By Karen Duvall
Talk to the Paw is for all writers and the pets that own them, so I’ve invited a couple of guests for one of my furry darlings to interview. Today’s honored canines are two adorable dachshunds, MacGuffin and Riley, that own a remarkable author by the name of Yvonne Montgomery.
Please pardon the fuzzy photos of Yvonne’s cunning canines, but they’re both too quick on their feet to stay still long enough to snap a picture. As befitting of their mystery author mom, these two are experienced in the art of slippery investigation. At least that’s what my dog Kinsey tells me. Kinsey got to Skype with her two new friends and what follows is a peek at their conversation.
Kinsey: Taps computer monitor with her nose. Hey! Guys? Can you see me?
MacGuffin: Kinda fuzzy through your nose snot, but yeah, I see ya okay.
Riley: If Mac would move his fat butt over, I might see you too.
Kinsey: I think its great that our moms are letting us Skype. Though I’d rather sniff your butts to get to know you, this will have to do.
MacGuffin: Sniffs the monitor.
Riley: Tries to push MacGuffin out of the way, but he pushes back.
Kinsey: You guys are wiener dogs, right?
MacGuffin: Looks insulted. We’re dachshunds.
Kinsey: So, MacGuffin, I hear you’re the alpha dog in your pack.
MacGuffin: That’s right.
Riley: Huffs and yawns. You wish. You should see how he gets when there’s a fly in the house. Some alpha.
MacGuffin: Hey, flies are dangerous. They can sting you.
Riley: Bees are the ones that sting, not flies.
Kinsey: Riley’s right, you know. I eat flies all the time and I’ve never been stung.

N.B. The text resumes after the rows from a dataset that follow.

//! Sequential task executor

use std::time::Duration;

use tracing::{debug, error, warn};

use crate::control::{BackupContext, Outcome, Task, Verdict};
use crate::error::Error;
use crate::metrics;

/// Where the step list stopped
enum Stop {
    Completed,
    Paused(Option<Duration>),
    Failed(Error),
}

/// Runs a task's steps in order and turns the outcome into a [`Verdict`].
///
/// The executor keeps nothing between passes; everything it needs comes from
/// the context.
#[derive(Clone, Debug)]
pub struct Executor {
    default_pause: Duration,
}

impl Executor {
    pub fn new(default_pause: Duration) -> Self {
        Self { default_pause }
    }

    pub async fn run(&self, task: &Task<'_>, ctx: &mut BackupContext) -> Verdict {
        let stop = self.run_steps(task, ctx).await;
        let finalized = match task.finalizer() {
            Some(finalizer) => {
                let outcome = finalizer.execute(ctx).await;
                record(finalizer.name(), &outcome);
                outcome
            }
            None => Outcome::Continue,
        };

        match (stop, finalized) {
            (Stop::Failed(e), Outcome::Fail(finalize_err)) => {
                error!(
                    name = %ctx.name(),
                    error = %finalize_err,
                    "Finalizer failed after step failure"
                );
                Verdict::Error(e)
            }
            (Stop::Failed(e), _) => Verdict::Error(e),
            (_, Outcome::Fail(finalize_err)) => Verdict::Error(finalize_err),
            (Stop::Paused(delay), _) => {
                Verdict::RequeueAfter(delay.unwrap_or(self.default_pause))
            }
            (Stop::Completed, _) => {
                if ctx.requeue_requested() {
                    Verdict::RequeueNow
                } else {
                    Verdict::Done
                }
            }
        }
    }

    async fn run_steps(&self, task: &Task<'_>, ctx: &mut BackupContext) -> Stop {
        for step in task.steps() {
            let outcome = step.execute(ctx).await;
            record(step.name(), &outcome);

            match outcome {
                Outcome::Continue => {
                    debug!(name = %ctx.name(), step = step.name(), "Step continued");
                }
                Outcome::Pause(delay) => {
                    debug!(name = %ctx.name(), step = step.name(), delay = ?delay, "Step paused");
                    return Stop::Paused(delay);
                }
                Outcome::Fail(e) => {
                    warn!(name = %ctx.name(), step = step.name(), error = %e, "Step failed");
                    return Stop::Failed(e);
                }
            }
        }
        Stop::Completed
    }
}

fn record(step: &str, outcome: &Outcome) {
    metrics::STEP_OUTCOMES
        .with_label_values(&[step, outcome.label()])
        .inc();
}
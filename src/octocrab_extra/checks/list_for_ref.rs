use crate::octocrab_extra::models::checks::CheckRunList;

#[derive(serde::Serialize)]
pub struct ListCheckRunsBuilder<'octo, 'r> {
    #[serde(skip)]
    handler: &'r super::CheckHandler<'octo>,
    #[serde(skip)]
    git_ref: String,
    #[serde(skip_serializing_if = "Option::is_none")]
    per_page: Option<u8>,
}

impl<'octo, 'r> ListCheckRunsBuilder<'octo, 'r> {
    pub fn new(handler: &'r super::CheckHandler<'octo>, git_ref: String) -> Self {
        Self {
            handler,
            git_ref,
            per_page: None,
        }
    }

    /// The number of results per page (max 100).
    pub fn per_page(mut self, per_page: impl Into<u8>) -> Self {
        self.per_page = Some(per_page.into());
        self
    }

    /// Send the actual request.
    pub async fn send(self) -> octocrab::Result<CheckRunList> {
        let route = format!(
            "/repos/{owner}/{repo}/commits/{git_ref}/check-runs",
            owner = self.handler.owner,
            repo = self.handler.repo,
            git_ref = self.git_ref,
        );

        self.handler.crab.get(route, Some(&self)).await
    }
}
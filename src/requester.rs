use async_trait::async_trait;
use miette::Diagnostic;
use thiserror::Error;

use crate::config::WebhookConfig;
use crate::CommitRef;

/// Acknowledgement that the webhook accepted a build request.
///
/// Carries no check id: Cloud Build does not say which check run the build
/// will report to, so the run has to be found by name afterwards.
#[derive(Clone, Debug, PartialEq, Eq)]
pub struct BuildTrigger {
    pub commit: CommitRef,
}

/// Starts a remote build for a commit.
///
/// There is no idempotency key, so every successful call may schedule a
/// build. Implementations must not retry on their own.
#[async_trait]
pub trait BuildRequester {
    async fn request_build(&self, commit: &CommitRef) -> Result<BuildTrigger, RequestError>;
}

#[derive(serde::Serialize)]
struct WebhookPayload<'a> {
    #[serde(rename = "COMMIT_SHA")]
    commit_sha: &'a str,
}

pub struct CloudBuildWebhook {
    client: reqwest::Client,
    config: WebhookConfig,
}

impl CloudBuildWebhook {
    pub fn new(config: WebhookConfig) -> Self {
        Self::with_client(reqwest::Client::new(), config)
    }

    pub fn with_client(client: reqwest::Client, config: WebhookConfig) -> Self {
        Self { client, config }
    }
}

#[async_trait]
impl BuildRequester for CloudBuildWebhook {
    async fn request_build(&self, commit: &CommitRef) -> Result<BuildTrigger, RequestError> {
        let response = self
            .client
            .post(&self.config.url)
            .query(&[
                ("key", self.config.key.as_str()),
                ("secret", self.config.secret.as_str()),
            ])
            .json(&WebhookPayload {
                commit_sha: commit.as_str(),
            })
            .send()
            .await
            .map_err(|e| RequestError::Transport(e.without_url()))?;

        // The body only confirms receipt; the build itself may not exist yet.
        let _: serde_json::Value = response
            .json()
            .await
            .map_err(|e| RequestError::InvalidBody(e.without_url()))?;

        Ok(BuildTrigger {
            commit: commit.clone(),
        })
    }
}

#[derive(Error, Diagnostic, Debug)]
pub enum RequestError {
    #[error("could not reach the build webhook")]
    Transport(#[source] reqwest::Error),
    #[error("build webhook did not answer with JSON")]
    InvalidBody(#[source] reqwest::Error),
}
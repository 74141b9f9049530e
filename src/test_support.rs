//! A single-connection HTTP server for exercising the real clients.

use tokio::io::{AsyncReadExt, AsyncWriteExt};
use tokio::net::TcpListener;
use tokio::task::JoinHandle;

/// Accepts one connection, answers it with `status`, `content_type` and
/// `body`, and yields the raw request it received.
pub(crate) async fn serve_once(
    status: &str,
    content_type: &str,
    body: &str,
) -> (String, JoinHandle<String>) {
    let listener = TcpListener::bind("127.0.0.1:0").await.unwrap();
    let base = format!("http://{}", listener.local_addr().unwrap());
    let response = format!(
        "HTTP/1.1 {status}\r\ncontent-type: {content_type}\r\ncontent-length: {}\r\nconnection: close\r\n\r\n{body}",
        body.len()
    );

    let handle = tokio::spawn(async move {
        let (mut socket, _) = listener.accept().await.unwrap();
        let mut request = Vec::new();
        let mut chunk = [0u8; 4096];
        loop {
            let n = socket.read(&mut chunk).await.unwrap();
            if n == 0 {
                break;
            }
            request.extend_from_slice(&chunk[..n]);
            if let Some(end) = request.windows(4).position(|w| w == b"\r\n\r\n") {
                let head = String::from_utf8_lossy(&request[..end]).to_ascii_lowercase();
                let body_len = head
                    .lines()
                    .find_map(|line| line.strip_prefix("content-length:"))
                    .and_then(|v| v.trim().parse::<usize>().ok())
                    .unwrap_or(0);
                if request.len() >= end + 4 + body_len {
                    break;
                }
            }
        }
        socket.write_all(response.as_bytes()).await.unwrap();
        let _ = socket.shutdown().await;
        String::from_utf8_lossy(&request).into_owned()
    });

    (base, handle)
}
use crate::octocrab_extra::models::checks::CheckRun;

/// Returns the first check run named exactly `name`.
///
/// `None` is an expected answer while Cloud Build has not reported back to
/// GitHub yet, not an error.
pub fn find_check<'a>(checks: &'a [CheckRun], name: &str) -> Option<&'a CheckRun> {
    checks.iter().find(|run| run.name == name)
}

MacGuffin: Flies are dangerous. End of discussion.
Kinsey: Look, Mac, I get it. I feel the same way about big stuff in the sky. Kites? Man, those things will KILL you. So will airplanes and helicopters. You have to get out of sight fast or you’re a goner.
MacGuffin: Is that right? Where do you hide? Maybe I’ll try it the next time I’m attacked by a fly.

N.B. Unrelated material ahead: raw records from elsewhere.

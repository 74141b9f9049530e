use std::fmt;

#[derive(Debug, Copy, Clone, PartialEq, Eq, serde::Serialize, serde::Deserialize)]
#[serde(rename_all = "snake_case")]
#[non_exhaustive]
pub enum CheckRunStatus {
    Queued,
    InProgress,
    Completed,
    /// Statuses GitHub may report that this tool does not act on, such as
    /// `waiting` or `pending`. They are never terminal.
    #[serde(other)]
    Other,
}

impl fmt::Display for CheckRunStatus {
    fn fmt(&self, f: &mut fmt::Formatter<'_>) -> fmt::Result {
        let s = match self {
            Self::Queued => "queued",
            Self::InProgress => "in_progress",
            Self::Completed => "completed",
            Self::Other => "other",
        };
        f.write_str(s)
    }
}

#[derive(Debug, Copy, Clone, PartialEq, Eq, serde::Serialize, serde::Deserialize)]
#[serde(rename_all = "snake_case")]
#[non_exhaustive]
pub enum CheckRunConclusion {
    ActionRequired,
    Cancelled,
    Failure,
    Neutral,
    Success,
    Skipped,
    Stale,
    TimedOut,
}

impl fmt::Display for CheckRunConclusion {
    fn fmt(&self, f: &mut fmt::Formatter<'_>) -> fmt::Result {
        let s = match self {
            Self::ActionRequired => "action_required",
            Self::Cancelled => "cancelled",
            Self::Failure => "failure",
            Self::Neutral => "neutral",
            Self::Success => "success",
            Self::Skipped => "skipped",
            Self::Stale => "stale",
            Self::TimedOut => "timed_out",
        };
        f.write_str(s)
    }
}

/// A check performed on the code of a given code change
#[derive(Debug, Clone, PartialEq, serde::Serialize, serde::Deserialize)]
pub struct CheckRun {
    /// The id of the check.
    pub id: u64,
    /// The name of the check, e.g. `Build (dcc-staging)`.
    pub name: String,
    /// The SHA of the commit that is being checked.
    #[serde(default)]
    pub head_sha: Option<String>,
    #[serde(default)]
    pub html_url: Option<String>,
    #[serde(default)]
    pub details_url: Option<String>,
    /// The phase of the lifecycle that the check is currently in.
    pub status: CheckRunStatus,
    #[serde(default)]
    pub conclusion: Option<CheckRunConclusion>,
    #[serde(default)]
    pub started_at: Option<chrono::DateTime<chrono::Utc>>,
    #[serde(default)]
    pub completed_at: Option<chrono::DateTime<chrono::Utc>>,
}

impl CheckRun {
    pub fn new(id: u64, name: impl Into<String>, status: CheckRunStatus) -> Self {
        Self {
            id,
            name: name.into(),
            head_sha: None,
            html_url: None,
            details_url: None,
            status,
            conclusion: None,
            started_at: None,
            completed_at: None,
        }
    }

    pub fn with_conclusion(mut self, conclusion: CheckRunConclusion) -> Self {
        self.conclusion = Some(conclusion);
        self
    }

    /// A check run never leaves the `completed` status once it reaches it.
    pub fn is_terminal(&self) -> bool {
        self.status == CheckRunStatus::Completed
    }
}

/// Response of `GET /repos/{owner}/{repo}/commits/{ref}/check-runs`.
#[derive(Debug, Clone, PartialEq, serde::Serialize, serde::Deserialize)]
pub struct CheckRunList {
    pub total_count: u64,
    pub check_runs: Vec<CheckRun>,
}

#[cfg(test)]
mod tests {
    use super::*;

    #[test]
    fn deserializes_github_check_run() {
        let json = serde_json::json!({
            "id": 4,
            "head_sha": "ce587453ced02b1526dfb4cb910479d431683101",
            "node_id": "MDg6Q2hlY2tSdW40",
            "external_id": "",
            "url": "https://api.github.com/repos/github/hello-world/check-runs/4",
            "html_url": "https://github.com/github/hello-world/runs/4",
            "details_url": "https://example.com",
            "status": "completed",
            "conclusion": "neutral",
            "started_at": "2018-05-04T01:14:52Z",
            "completed_at": "2018-05-04T01:14:52Z",
            "name": "mighty_readme",
            "pull_requests": []
        });

        let run: CheckRun = serde_json::from_value(json).unwrap();
        assert_eq!(run.id, 4);
        assert_eq!(run.name, "mighty_readme");
        assert_eq!(run.conclusion, Some(CheckRunConclusion::Neutral));
        assert!(run.is_terminal());
        assert!(run.completed_at.is_some());
    }

    #[test]
    fn in_progress_run_has_null_conclusion() {
        let json = serde_json::json!({
            "id": 7,
            "name": "Build (dcc-staging)",
            "status": "in_progress",
            "conclusion": null
        });

        let run: CheckRun = serde_json::from_value(json).unwrap();
        assert_eq!(run.status, CheckRunStatus::InProgress);
        assert_eq!(run.conclusion, None);
        assert!(!run.is_terminal());
    }

    #[test]
    fn unknown_status_is_not_terminal() {
        let json = serde_json::json!({ "id": 1, "name": "x", "status": "waiting" });

        let run: CheckRun = serde_json::from_value(json).unwrap();
        assert_eq!(run.status, CheckRunStatus::Other);
        assert!(!run.is_terminal());
    }

    #[test]
    fn deserializes_check_run_list() {
        let json = serde_json::json!({
            "total_count": 2,
            "check_runs": [
                { "id": 1, "name": "lint", "status": "completed", "conclusion": "success" },
                { "id": 2, "name": "Build (dcc-staging)", "status": "queued", "conclusion": null }
            ]
        });

        let list: CheckRunList = serde_json::from_value(json).unwrap();
        assert_eq!(list.total_count, 2);
        assert_eq!(list.check_runs[1].status, CheckRunStatus::Queued);
    }
}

Kinsey: I have the best hiding place ever. Behind the toilet.
Riley: You look too big to hide behind a toilet.
Kinsey: Bristles. Are you calling me fat?

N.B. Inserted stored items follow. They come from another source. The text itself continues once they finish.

use std::fmt;
use std::time::Duration;

use miette::Diagnostic;
use thiserror::Error;

use crate::CommitRef;

pub const DEFAULT_WEBHOOK_URL: &str =
    "https://cloudbuild.googleapis.com/v1/projects/dcc-staging/triggers/Webhook:webhook";
pub const DEFAULT_REPOSITORY: &str = "GoogleChrome/developer.chrome.com";
pub const DEFAULT_CHECK_NAME: &str = "Build (dcc-staging)";

/// Webhook processing plus Cloud Build reporting the check back to GitHub
/// takes up to 1m30s; a full build takes around five minutes anyway.
pub const DEFAULT_PROPAGATION_DELAY: Duration = Duration::from_secs(150);
pub const DEFAULT_POLL_INTERVAL: Duration = Duration::from_secs(30);

#[derive(Clone)]
pub struct WebhookConfig {
    pub url: String,
    pub key: String,
    pub secret: String,
}

impl fmt::Debug for WebhookConfig {
    fn fmt(&self, f: &mut fmt::Formatter<'_>) -> fmt::Result {
        f.debug_struct("WebhookConfig")
            .field("url", &self.url)
            .field("key", &"<redacted>")
            .field("secret", &"<redacted>")
            .finish()
    }
}

#[derive(Clone)]
pub struct GitHubConfig {
    pub token: String,
    pub owner: String,
    pub repo: String,
}

impl fmt::Debug for GitHubConfig {
    fn fmt(&self, f: &mut fmt::Formatter<'_>) -> fmt::Result {
        f.debug_struct("GitHubConfig")
            .field("token", &"<redacted>")
            .field("owner", &self.owner)
            .field("repo", &self.repo)
            .finish()
    }
}

/// Everything a single staging run needs. Built once by the caller and handed
/// to the orchestrator; nothing below this reads the process environment.
#[derive(Clone, Debug)]
pub struct StageConfig {
    pub commit: CommitRef,
    /// The SHA GitHub Actions checked out. Only used for progress output.
    pub github_sha: Option<String>,
    pub webhook: WebhookConfig,
    pub github: GitHubConfig,
    pub check_name: String,
    pub propagation_delay: Duration,
    pub poll_interval: Duration,
    /// Upper bound on status polls. `None` waits for as long as the build takes.
    pub max_polls: Option<u32>,
}

impl StageConfig {
    pub fn from_env() -> Result<Self, ConfigError> {
        Self::from_env_with(|name| std::env::var(name).ok())
    }

    pub fn from_env_with<F>(lookup: F) -> Result<Self, ConfigError>
    where
        F: Fn(&str) -> Option<String>,
    {
        let required = |name: &'static str| -> Result<String, ConfigError> {
            lookup(name)
                .filter(|v| !v.is_empty())
                .ok_or(ConfigError::MissingVar(name))
        };
        let seconds = |name: &'static str, default: Duration| -> Result<Duration, ConfigError> {
            match lookup(name) {
                Some(value) => parse_number::<u64>(name, value).map(Duration::from_secs),
                None => Ok(default),
            }
        };

        let repository = lookup("GITHUB_REPOSITORY").unwrap_or_else(|| DEFAULT_REPOSITORY.into());
        let (owner, repo) = split_repository(&repository)?;

        Ok(Self {
            commit: CommitRef::new(required("COMMIT_SHA")?),
            github_sha: lookup("GITHUB_SHA"),
            webhook: WebhookConfig {
                url: lookup("CLOUD_BUILD_WEBHOOK_URL").unwrap_or_else(|| DEFAULT_WEBHOOK_URL.into()),
                key: required("CLOUD_BUILD_KEY")?,
                secret: required("CLOUD_BUILD_SECRET")?,
            },
            github: GitHubConfig {
                token: required("GITHUB_TOKEN")?,
                owner,
                repo,
            },
            check_name: lookup("STAGE_CHECK_NAME").unwrap_or_else(|| DEFAULT_CHECK_NAME.into()),
            propagation_delay: seconds("STAGE_PROPAGATION_DELAY_SECS", DEFAULT_PROPAGATION_DELAY)?,
            poll_interval: seconds("STAGE_POLL_INTERVAL_SECS", DEFAULT_POLL_INTERVAL)?,
            max_polls: lookup("STAGE_MAX_POLLS")
                .map(|v| parse_number::<u32>("STAGE_MAX_POLLS", v))
                .transpose()?,
        })
    }
}

fn split_repository(repository: &str) -> Result<(String, String), ConfigError> {
    match repository.split_once('/') {
        Some((owner, repo)) if !owner.is_empty() && !repo.is_empty() && !repo.contains('/') => {
            Ok((owner.to_owned(), repo.to_owned()))
        }
        _ => Err(ConfigError::InvalidRepository(repository.to_owned())),
    }
}

fn parse_number<T: std::str::FromStr>(name: &'static str, value: String) -> Result<T, ConfigError> {
    value
        .trim()
        .parse()
        .map_err(|_| ConfigError::InvalidNumber { name, value })
}

#[derive(Error, Diagnostic, Debug)]
pub enum ConfigError {
    #[error("`{0}` env variable missing")]
    #[diagnostic(help("this task is meant to run on GitHub Actions with the staging secrets set"))]
    MissingVar(&'static str),
    #[error("repository `{0}` is not in `owner/repo` form")]
    InvalidRepository(String),
    #[error("`{name}` must be a non-negative integer, got `{value}`")]
    InvalidNumber { name: &'static str, value: String },
}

MacGuffin: Don’t mind him. He has no manners. He’s too hung up on rules to care when he hurts someone’s feelings.
Riley: Growls.
MacGuffin: See what I mean?
Kinsey: I heard you guys live with cats.
Riley: Lifts his lip. Four of them.
Kinsey: We have three. One of them in particular is a real pain in my ass.
MacGuffin: We used to have only two, but then our mom’s daughter showed up with two kids AND two cats. Double the trouble—
Kinsey: Double the fun?
Riley: Snorts. Not bloody likely.
Kinsey: Cats are at least good for one thing.
Riley and MacGuffin: In unison: What’s that?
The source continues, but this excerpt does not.